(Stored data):
------------------------------------
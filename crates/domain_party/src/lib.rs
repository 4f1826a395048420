//! Party and Customer Domain
//!
//! This crate owns the scheduled event (the Party), the paying customer, and
//! the safety checklist snapshot captured at booking time.
//!
//! # Lifecycle
//!
//! A party moves through a small state machine driven entirely by payment
//! settlement:
//!
//! ```text
//! inquiry ──deposit paid──▶ confirmed ──balance paid──▶ completed
//!    │                          │
//!    └────────── full refund ───┴──▶ cancelled
//! ```
//!
//! Parties are created once at booking intake and only their `status` and the
//! two notification guard timestamps (`reminder_sent_at`, `feedback_sent_at`)
//! change afterwards. The customer row is mutated only at intake, never by
//! payment reconciliation. The safety checklist is immutable after capture.

pub mod checklist;
pub mod customer;
pub mod error;
pub mod party;

pub use checklist::SafetyChecklist;
pub use customer::{normalize_email, ContactInfo, Customer};
pub use error::PartyError;
pub use party::{ChildInfo, Party, PartyDetails, PartyStatus};
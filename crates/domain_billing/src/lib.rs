//! Billing Domain - Invoices and Payment Gateway Boundary
//!
//! This crate owns everything that touches money moving between the
//! business and the payment gateway:
//!
//! - **Invoices**: receipts created after each settled payment, numbered
//!   sequentially per calendar year (`PP-INV-{YYYY}-{seq}`)
//! - **Gateway port**: the [`PaymentGateway`] trait for opening hosted
//!   checkout sessions, with a mock for tests
//! - **Webhook decoding**: typed decoding of the gateway's asynchronous
//!   settlement events
//!
//! Orders and parties react to these settlements in their own crates; the
//! reconciliation logic that ties them together lives in `domain_booking`.
//!
//! # Example
//!
//! ```rust,ignore
//! use domain_billing::{GatewayEvent, GatewayEventKind};
//!
//! let event = GatewayEvent::from_json(&webhook_body)?;
//! match event.kind {
//!     GatewayEventKind::CheckoutCompleted(session) => { /* settle */ }
//!     GatewayEventKind::Unrecognized { .. } => { /* acknowledge */ }
//!     _ => {}
//! }
//! ```

pub mod error;
pub mod gateway;
pub mod invoice;
pub mod webhook;

pub use error::BillingError;
pub use gateway::{CheckoutSession, CheckoutSessionRequest, PaymentGateway, PaymentPurpose};
pub use invoice::{Invoice, InvoiceDraft, InvoiceNumber, InvoiceStatus, InvoiceType, LineItem};
pub use webhook::{
    ChargePayload, CheckoutSessionPayload, EventMetadata, GatewayEvent, GatewayEventKind,
    PaymentIntentPayload,
};

#[cfg(any(test, feature = "mock"))]
pub use gateway::mock::MockPaymentGateway;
------------------------------------
(Work order): The string "reconciliation": state how many lines above contain it, giving nothing but the number.

(Solved problem): 2